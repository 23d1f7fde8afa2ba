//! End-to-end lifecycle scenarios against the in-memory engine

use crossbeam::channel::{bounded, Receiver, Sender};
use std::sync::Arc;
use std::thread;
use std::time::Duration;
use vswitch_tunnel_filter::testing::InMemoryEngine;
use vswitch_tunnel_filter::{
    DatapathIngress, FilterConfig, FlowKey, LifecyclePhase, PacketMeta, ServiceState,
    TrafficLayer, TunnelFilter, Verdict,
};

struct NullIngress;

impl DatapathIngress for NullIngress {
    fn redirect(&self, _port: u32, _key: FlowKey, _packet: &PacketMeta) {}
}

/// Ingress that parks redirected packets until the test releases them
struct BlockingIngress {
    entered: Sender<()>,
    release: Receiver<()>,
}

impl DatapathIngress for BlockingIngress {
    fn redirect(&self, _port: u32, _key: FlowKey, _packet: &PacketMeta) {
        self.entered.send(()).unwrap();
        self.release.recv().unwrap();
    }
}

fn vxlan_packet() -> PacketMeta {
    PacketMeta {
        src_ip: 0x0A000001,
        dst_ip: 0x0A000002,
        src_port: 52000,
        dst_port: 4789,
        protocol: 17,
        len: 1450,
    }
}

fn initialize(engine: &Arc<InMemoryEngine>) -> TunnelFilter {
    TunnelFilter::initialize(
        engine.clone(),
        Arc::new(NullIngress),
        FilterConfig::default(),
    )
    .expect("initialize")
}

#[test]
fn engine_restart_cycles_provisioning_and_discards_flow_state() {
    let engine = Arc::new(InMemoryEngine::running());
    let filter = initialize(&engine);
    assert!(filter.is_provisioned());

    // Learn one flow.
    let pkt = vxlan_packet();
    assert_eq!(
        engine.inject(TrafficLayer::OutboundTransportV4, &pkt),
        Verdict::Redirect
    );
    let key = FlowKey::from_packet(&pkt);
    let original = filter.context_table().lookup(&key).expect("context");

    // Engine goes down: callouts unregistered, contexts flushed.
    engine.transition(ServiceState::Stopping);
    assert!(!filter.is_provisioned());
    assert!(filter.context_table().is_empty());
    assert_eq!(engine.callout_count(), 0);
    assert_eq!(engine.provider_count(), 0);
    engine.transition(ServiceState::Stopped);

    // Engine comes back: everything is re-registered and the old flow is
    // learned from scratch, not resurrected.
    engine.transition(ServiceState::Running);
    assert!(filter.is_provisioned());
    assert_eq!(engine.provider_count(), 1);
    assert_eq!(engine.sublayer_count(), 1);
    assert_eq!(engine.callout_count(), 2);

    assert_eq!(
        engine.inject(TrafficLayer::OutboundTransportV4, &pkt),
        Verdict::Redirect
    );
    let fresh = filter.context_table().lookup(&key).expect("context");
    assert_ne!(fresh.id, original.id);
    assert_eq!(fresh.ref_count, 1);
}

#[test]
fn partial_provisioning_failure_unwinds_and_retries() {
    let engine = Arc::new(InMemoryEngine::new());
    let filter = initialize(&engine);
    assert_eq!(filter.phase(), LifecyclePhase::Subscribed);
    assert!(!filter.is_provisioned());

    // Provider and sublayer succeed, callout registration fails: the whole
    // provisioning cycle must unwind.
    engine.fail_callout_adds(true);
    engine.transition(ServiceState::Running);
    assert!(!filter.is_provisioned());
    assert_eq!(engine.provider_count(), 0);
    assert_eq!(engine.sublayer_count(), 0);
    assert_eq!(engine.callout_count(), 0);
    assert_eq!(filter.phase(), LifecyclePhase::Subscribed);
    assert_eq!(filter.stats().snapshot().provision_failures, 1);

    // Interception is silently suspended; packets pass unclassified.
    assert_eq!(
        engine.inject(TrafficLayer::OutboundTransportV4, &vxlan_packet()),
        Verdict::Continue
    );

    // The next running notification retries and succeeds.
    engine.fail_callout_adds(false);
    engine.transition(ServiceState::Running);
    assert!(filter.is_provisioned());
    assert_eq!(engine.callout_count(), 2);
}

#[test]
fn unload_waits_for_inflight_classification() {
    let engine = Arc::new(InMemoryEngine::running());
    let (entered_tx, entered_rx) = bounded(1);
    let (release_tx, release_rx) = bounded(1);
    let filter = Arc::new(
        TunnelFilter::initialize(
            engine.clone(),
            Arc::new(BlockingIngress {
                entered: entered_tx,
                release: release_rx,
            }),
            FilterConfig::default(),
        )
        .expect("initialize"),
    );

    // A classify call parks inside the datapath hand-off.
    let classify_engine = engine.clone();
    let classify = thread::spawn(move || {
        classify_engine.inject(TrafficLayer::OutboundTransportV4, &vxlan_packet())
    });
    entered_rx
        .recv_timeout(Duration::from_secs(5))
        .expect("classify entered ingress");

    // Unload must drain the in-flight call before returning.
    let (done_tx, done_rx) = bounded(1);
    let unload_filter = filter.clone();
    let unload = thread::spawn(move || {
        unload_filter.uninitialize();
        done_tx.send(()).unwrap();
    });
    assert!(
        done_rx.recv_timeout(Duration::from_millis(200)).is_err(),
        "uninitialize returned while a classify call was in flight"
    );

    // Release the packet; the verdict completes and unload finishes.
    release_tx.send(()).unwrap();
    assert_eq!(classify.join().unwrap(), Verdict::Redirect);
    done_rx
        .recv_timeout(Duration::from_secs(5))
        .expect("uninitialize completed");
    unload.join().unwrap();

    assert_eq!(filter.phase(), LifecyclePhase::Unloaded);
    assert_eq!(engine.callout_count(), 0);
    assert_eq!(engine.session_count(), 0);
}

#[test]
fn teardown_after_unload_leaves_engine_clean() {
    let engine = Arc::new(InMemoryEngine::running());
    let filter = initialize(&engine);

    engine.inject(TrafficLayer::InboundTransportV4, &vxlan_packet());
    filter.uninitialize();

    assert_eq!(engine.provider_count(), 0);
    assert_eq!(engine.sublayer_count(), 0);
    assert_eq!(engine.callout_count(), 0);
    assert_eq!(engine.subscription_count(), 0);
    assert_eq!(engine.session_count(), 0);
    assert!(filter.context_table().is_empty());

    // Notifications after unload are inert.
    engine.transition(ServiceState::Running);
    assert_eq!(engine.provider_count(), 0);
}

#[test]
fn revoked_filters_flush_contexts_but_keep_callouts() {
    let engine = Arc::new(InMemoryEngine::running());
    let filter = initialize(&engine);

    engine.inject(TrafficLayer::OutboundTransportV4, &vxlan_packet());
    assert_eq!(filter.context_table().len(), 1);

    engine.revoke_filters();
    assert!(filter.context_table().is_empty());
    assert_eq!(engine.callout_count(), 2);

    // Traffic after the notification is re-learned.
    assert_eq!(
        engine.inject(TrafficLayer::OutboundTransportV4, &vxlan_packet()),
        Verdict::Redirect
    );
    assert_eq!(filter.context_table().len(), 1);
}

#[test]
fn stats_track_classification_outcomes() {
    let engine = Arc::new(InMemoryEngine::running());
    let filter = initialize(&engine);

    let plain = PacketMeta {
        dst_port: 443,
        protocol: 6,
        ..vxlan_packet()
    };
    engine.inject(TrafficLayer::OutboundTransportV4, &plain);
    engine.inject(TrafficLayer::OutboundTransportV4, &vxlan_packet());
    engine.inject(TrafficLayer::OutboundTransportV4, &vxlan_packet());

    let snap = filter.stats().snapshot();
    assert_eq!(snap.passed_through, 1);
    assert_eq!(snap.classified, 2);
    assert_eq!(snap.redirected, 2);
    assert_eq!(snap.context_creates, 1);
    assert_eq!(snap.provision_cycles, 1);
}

# # # #

When you output the entries, keep every word exactly as it stands.

Answer space —
repository 23d1f7fde8afa2ba
//! End-to-end lifecycle scenarios against the in-memory engine

use crossbeam::channel::{bounded, Receiver, Sender};
use std::sync::Arc;
use std::thread;
use std::time::Duration;
use vswitch_tunnel_filter::testing::InMemoryEngine;
use vswitch_tunnel_filter::{
    DatapathIngress, FilterConfig, FlowKey, LifecyclePhase, PacketMeta, ServiceState,
    TrafficLayer, TunnelFilter, Verdict,
};

struct NullIngress;

impl DatapathIngress for NullIngress {
    fn redirect(&self, _port: u32, _key: FlowKey, _packet: &PacketMeta) {}
}

/// Ingress that parks redirected packets until the test releases them
struct BlockingIngress {
    entered: Sender<()>,
    release: Receiver<()>,
}

impl DatapathIngress for BlockingIngress {
    fn redirect(&self, _port: u32, _key: FlowKey, _packet: &PacketMeta) {
        self.entered.send(()).unwrap();
        self.release.recv().unwrap();
    }
}

fn vxlan_packet() -> PacketMeta {
    PacketMeta {
        src_ip: 0x0A000001,
        dst_ip: 0x0A000002,
        src_port: 52000,
        dst_port: 4789,
        protocol: 17,
        len: 1450,
    }
}

fn initialize(engine: &Arc<InMemoryEngine>) -> TunnelFilter {
    TunnelFilter::initialize(
        engine.clone(),
        Arc::new(NullIngress),
        FilterConfig::default(),
    )
    .expect("initialize")
}

#[test]
fn engine_restart_cycles_provisioning_and_discards_flow_state() {
    let engine = Arc::new(InMemoryEngine::running());
    let filter = initialize(&engine);
    assert!(filter.is_provisioned());

    // Learn one flow.
    let pkt = vxlan_packet();
    assert_eq!(
        engine.inject(TrafficLayer::OutboundTransportV4, &pkt),
        Verdict::Redirect
    );
    let key = FlowKey::from_packet(&pkt);
    let original = filter.context_table().lookup(&key).expect("context");

    // Engine goes down: callouts unregistered, contexts flushed.
    engine.transition(ServiceState::Stopping);
    assert!(!filter.is_provisioned());
    assert!(filter.context_table().is_empty());
    assert_eq!(engine.callout_count(), 0);
    assert_eq!(engine.provider_count(), 0);
    engine.transition(ServiceState::Stopped);

    // Engine comes back: everything is re-registered and the old flow is
    // learned from scratch, not resurrected.
    engine.transition(ServiceState::Running);
    assert!(filter.is_provisioned());
    assert_eq!(engine.provider_count(), 1);
    assert_eq!(engine.sublayer_count(), 1);
    assert_eq!(engine.callout_count(), 2);

    assert_eq!(
        engine.inject(TrafficLayer::OutboundTransportV4, &pkt),
        Verdict::Redirect
    );
    let fresh = filter.context_table().lookup(&key).expect("context");
    assert_ne!(fresh.id, original.id);
    assert_eq!(fresh.ref_count, 1);
}

#[test]
fn partial_provisioning_failure_unwinds_and_retries() {
    let engine = Arc::new(InMemoryEngine::new());
    let filter = initialize(&engine);
    assert_eq!(filter.phase(), LifecyclePhase::Subscribed);
    assert!(!filter.is_provisioned());

    // Provider and sublayer succeed, callout registration fails: the whole
    // provisioning cycle must unwind.
    engine.fail_callout_adds(true);
    engine.transition(ServiceState::Running);
    assert!(!filter.is_provisioned());
    assert_eq!(engine.provider_count(), 0);
    assert_eq!(engine.sublayer_count(), 0);
    assert_eq!(engine.callout_count(), 0);
    assert_eq!(filter.phase(), LifecyclePhase::Subscribed);
    assert_eq!(filter.stats().snapshot().provision_failures, 1);

    // Interception is silently suspended; packets pass unclassified.
    assert_eq!(
        engine.inject(TrafficLayer::OutboundTransportV4, &vxlan_packet()),
        Verdict::Continue
    );

    // The next running notification retries and succeeds.
    engine.fail_callout_adds(false);
    engine.transition(ServiceState::Running);
    assert!(filter.is_provisioned());
    assert_eq!(engine.callout_count(), 2);
}

#[test]
fn unload_waits_for_inflight_classification() {
    let engine = Arc::new(InMemoryEngine::running());
    let (entered_tx, entered_rx) = bounded(1);
    let (release_tx, release_rx) = bounded(1);
    let filter = Arc::new(
        TunnelFilter::initialize(
            engine.clone(),
            Arc::new(BlockingIngress {
                entered: entered_tx,
                release: release_rx,
            }),
            FilterConfig::default(),
        )
        .expect("initialize"),
    );

    // A classify call parks inside the datapath hand-off.
    let classify_engine = engine.clone();
    let classify = thread::spawn(move || {
        classify_engine.inject(TrafficLayer::OutboundTransportV4, &vxlan_packet())
    });
    entered_rx
        .recv_timeout(Duration::from_secs(5))
        .expect("classify entered ingress");

    // Unload must drain the in-flight call before returning.
    let (done_tx, done_rx) = bounded(1);
    let unload_filter = filter.clone();
    let unload = thread::spawn(move || {
        unload_filter.uninitialize();
        done_tx.send(()).unwrap();
    });
    assert!(
        done_rx.recv_timeout(Duration::from_millis(200)).is_err(),
        "uninitialize returned while a classify call was in flight"
    );

    // Release the packet; the verdict completes and unload finishes.
    release_tx.send(()).unwrap();
    assert_eq!(classify.join().unwrap(), Verdict::Redirect);
    done_rx
        .recv_timeout(Duration::from_secs(5))
        .expect("uninitialize completed");
    unload.join().unwrap();

    assert_eq!(filter.phase(), LifecyclePhase::Unloaded);
    assert_eq!(engine.callout_count(), 0);
    assert_eq!(engine.session_count(), 0);
}

#[test]
fn teardown_after_unload_leaves_engine_clean() {
    let engine = Arc::new(InMemoryEngine::running());
    let filter = initialize(&engine);

    engine.inject(TrafficLayer::InboundTransportV4, &vxlan_packet());
    filter.uninitialize();

    assert_eq!(engine.provider_count(), 0);
    assert_eq!(engine.sublayer_count(), 0);
    assert_eq!(engine.callout_count(), 0);
    assert_eq!(engine.subscription_count(), 0);
    assert_eq!(engine.session_count(), 0);
    assert!(filter.context_table().is_empty());

    // Notifications after unload are inert.
    engine.transition(ServiceState::Running);
    assert_eq!(engine.provider_count(), 0);
}

#[test]
fn revoked_filters_flush_contexts_but_keep_callouts() {
    let engine = Arc::new(InMemoryEngine::running());
    let filter = initialize(&engine);

    engine.inject(TrafficLayer::OutboundTransportV4, &vxlan_packet());
    assert_eq!(filter.context_table().len(), 1);

    engine.revoke_filters();
    assert!(filter.context_table().is_empty());
    assert_eq!(engine.callout_count(), 2);

    // Traffic after the notification is re-learned.
    assert_eq!(
        engine.inject(TrafficLayer::OutboundTransportV4, &vxlan_packet()),
        Verdict::Redirect
    );
    assert_eq!(filter.context_table().len(), 1);
}

#[test]
fn stats_track_classification_outcomes() {
    let engine = Arc::new(InMemoryEngine::running());
    let filter = initialize(&engine);

    let plain = PacketMeta {
        dst_port: 443,
        protocol: 6,
        ..vxlan_packet()
    };
    engine.inject(TrafficLayer::OutboundTransportV4, &plain);
    engine.inject(TrafficLayer::OutboundTransportV4, &vxlan_packet());
    engine.inject(TrafficLayer::OutboundTransportV4, &vxlan_packet());

    let snap = filter.stats().snapshot();
    assert_eq!(snap.passed_through, 1);
    assert_eq!(snap.classified, 2);
    assert_eq!(snap.redirected, 2);
    assert_eq!(snap.context_creates, 1);
    assert_eq!(snap.provision_cycles, 1);
}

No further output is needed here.